= WHAT TO DO =
From the records below, copy the lines that include "ReviewSummary".

= DATA FOR THIS TASK =
------------------------------------------------------------

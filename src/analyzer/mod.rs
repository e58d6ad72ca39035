//! Analyzer trait and LLM integration.
//!
//! The analyzer is the external AI collaborator: flaky, rate-limited,
//! and latent. The executor's whole retry/backoff policy exists to
//! tolerate this dependency's failure modes, so the error
//! classification here is what decides retried-vs-terminal.

pub mod rig;

use async_trait::async_trait;
use thiserror::Error;

use crate::models::{Issue, PrFile};

/// Errors from the analyzer.
#[derive(Error, Debug)]
pub enum AnalyzerError {
    #[error("analyzer API error: {0}")]
    ApiError(String),

    #[error("failed to parse analyzer response: {0}")]
    ParseError(String),

    #[error("analyzer not configured: {0}")]
    NotConfigured(String),
}

/// AI-backed per-file code analysis.
#[async_trait]
pub trait Analyzer: Send + Sync {
    /// Analyze one file and return the issues found in it.
    async fn analyze(&self, file: &PrFile) -> Result<Vec<Issue>, AnalyzerError>;
}

/// Check whether an analyzer error is transient and worth retrying.
///
/// Matches HTTP status codes commonly used for rate limiting and
/// temporary unavailability: 429 (Too Many Requests), 503 (Service
/// Unavailable), 529 (Overloaded), and connection/timeout errors.
///
/// Parse and configuration errors are never retried: the model is
/// likely to produce the same output again, and a missing API key
/// does not fix itself.
pub fn is_retryable(err: &AnalyzerError) -> bool {
    match err {
        AnalyzerError::ParseError(_) | AnalyzerError::NotConfigured(_) => false,
        AnalyzerError::ApiError(_) => classify_error(err).is_some(),
    }
}

/// Classifies an analyzer error into a short message.
///
/// Returns `Some(message)` for transient/retryable errors, `None` otherwise.
pub fn classify_error(err: &AnalyzerError) -> Option<&'static str> {
    match err {
        AnalyzerError::ApiError(msg) => {
            let msg_lower = msg.to_lowercase();
            if msg_lower.contains("429")
                || msg_lower.contains("rate limit")
                || msg_lower.contains("too many requests")
            {
                Some("rate limited by upstream API")
            } else if msg_lower.contains("503") || msg_lower.contains("service unavailable") {
                Some("upstream unavailable")
            } else if msg_lower.contains("529") || msg_lower.contains("overloaded") {
                Some("upstream overloaded")
            } else if msg_lower.contains("502") {
                Some("upstream gateway error")
            } else if msg_lower.contains("timeout") || msg_lower.contains("timed out") {
                Some("request timed out")
            } else if msg_lower.contains("connection") {
                Some("connection error")
            } else if msg_lower.contains("temporarily") || msg_lower.contains("try again") {
                Some("temporary upstream error")
            } else {
                None
            }
        }
        _ => None,
    }
}
//! Issue types representing review results.

use schemars::JsonSchema;
use serde::{Deserialize, Serialize};
use std::fmt;

/// Severity level of an issue.
#[derive(Debug, Clone, Copy, PartialEq, Eq, PartialOrd, Ord, Hash, Serialize, JsonSchema)]
#[serde(rename_all = "lowercase")]
pub enum Severity {
    /// Informational suggestion.
    Info,
    /// Potential issue that should be addressed.
    Warning,
    /// Critical issue that must be fixed.
    Error,
}

/// Custom deserializer for Severity that accepts common LLM variations.
///
/// LLMs sometimes return severity values like "Critical", "Major", "Minor",
/// "High", "Medium", "Low", "Note" instead of the expected "error",
/// "warning", "info". This normalizes them.
impl<'de> Deserialize<'de> for Severity {
    fn deserialize<D>(deserializer: D) -> Result<Self, D::Error>
    where
        D: serde::Deserializer<'de>,
    {
        let s = String::deserialize(deserializer)?;
        match s.to_lowercase().as_str() {
            "info" | "note" | "suggestion" | "low" | "minor" | "trivial" | "style"
                => Ok(Severity::Info),
            "warning" | "warn" | "medium" | "moderate" | "major"
                => Ok(Severity::Warning),
            "error" | "critical" | "high" | "severe" | "blocker" | "fatal"
                => Ok(Severity::Error),
            _ => {
                // Fall back to warning for unrecognised severities rather than failing
                Ok(Severity::Warning)
            }
        }
    }
}

impl fmt::Display for Severity {
    fn fmt(&self, f: &mut fmt::Formatter<'_>) -> fmt::Result {
        match self {
            Severity::Info => write!(f, "info"),
            Severity::Warning => write!(f, "warning"),
            Severity::Error => write!(f, "error"),
        }
    }
}

/// A single issue found in a reviewed file.
#[derive(Debug, Clone, Serialize, Deserialize, JsonSchema)]
pub struct Issue {
    /// The file path the issue refers to.
    pub file: String,
    /// The line number in the file (1-based).
    pub line: u32,
    /// The severity of the issue.
    pub severity: Severity,
    /// Issue category, e.g. "bug", "security", "style".
    #[serde(rename = "type")]
    pub kind: String,
    /// Detailed explanation of the issue.
    pub description: String,
    /// Suggested fix or improvement.
    #[serde(skip_serializing_if = "Option::is_none")]
    pub suggestion: Option<String>,
}

/// Aggregate statistics for a completed review.
#[derive(Debug, Clone, Default, PartialEq, Eq, Serialize, Deserialize)]
pub struct ReviewSummary {
    /// Number of files that were analyzed.
    pub total_files: usize,
    /// Total issues across all files.
    pub total_issues: usize,
    /// Issues with `error` severity.
    pub critical_issues: usize,
    pub warnings: usize,
    pub info: usize,
}

impl ReviewSummary {
    /// Compute a summary over a file count and its issues.
    pub fn compute(total_files: usize, issues: &[Issue]) -> Self {
        let mut s = ReviewSummary {
            total_files,
            ..Default::default()
        };
        for issue in issues {
            s.total_issues += 1;
            match issue.severity {
                Severity::Error => s.critical_issues += 1,
                Severity::Warning => s.warnings += 1,
                Severity::Info => s.info += 1,
            }
        }
        s
    }
}

/// The aggregated result of one completed review task.
#[derive(Debug, Clone, Serialize, Deserialize)]
pub struct ReviewReport {
    /// Per-file issues, in file order.
    pub issues: Vec<Issue>,
    pub summary: ReviewSummary,
}

impl ReviewReport {
    /// Build a report from the analyzed file count and collected issues.
    pub fn new(total_files: usize, issues: Vec<Issue>) -> Self {
        let summary = ReviewSummary::compute(total_files, &issues);
        Self { issues, summary }
    }
}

------------------------------------------------------------

= ANSWER FOR THIS EXERCISE =
pub struct ReviewSummary {
impl ReviewSummary {
        let mut s = ReviewSummary {
    pub summary: ReviewSummary,
        let summary = ReviewSummary::compute(total_files, &issues);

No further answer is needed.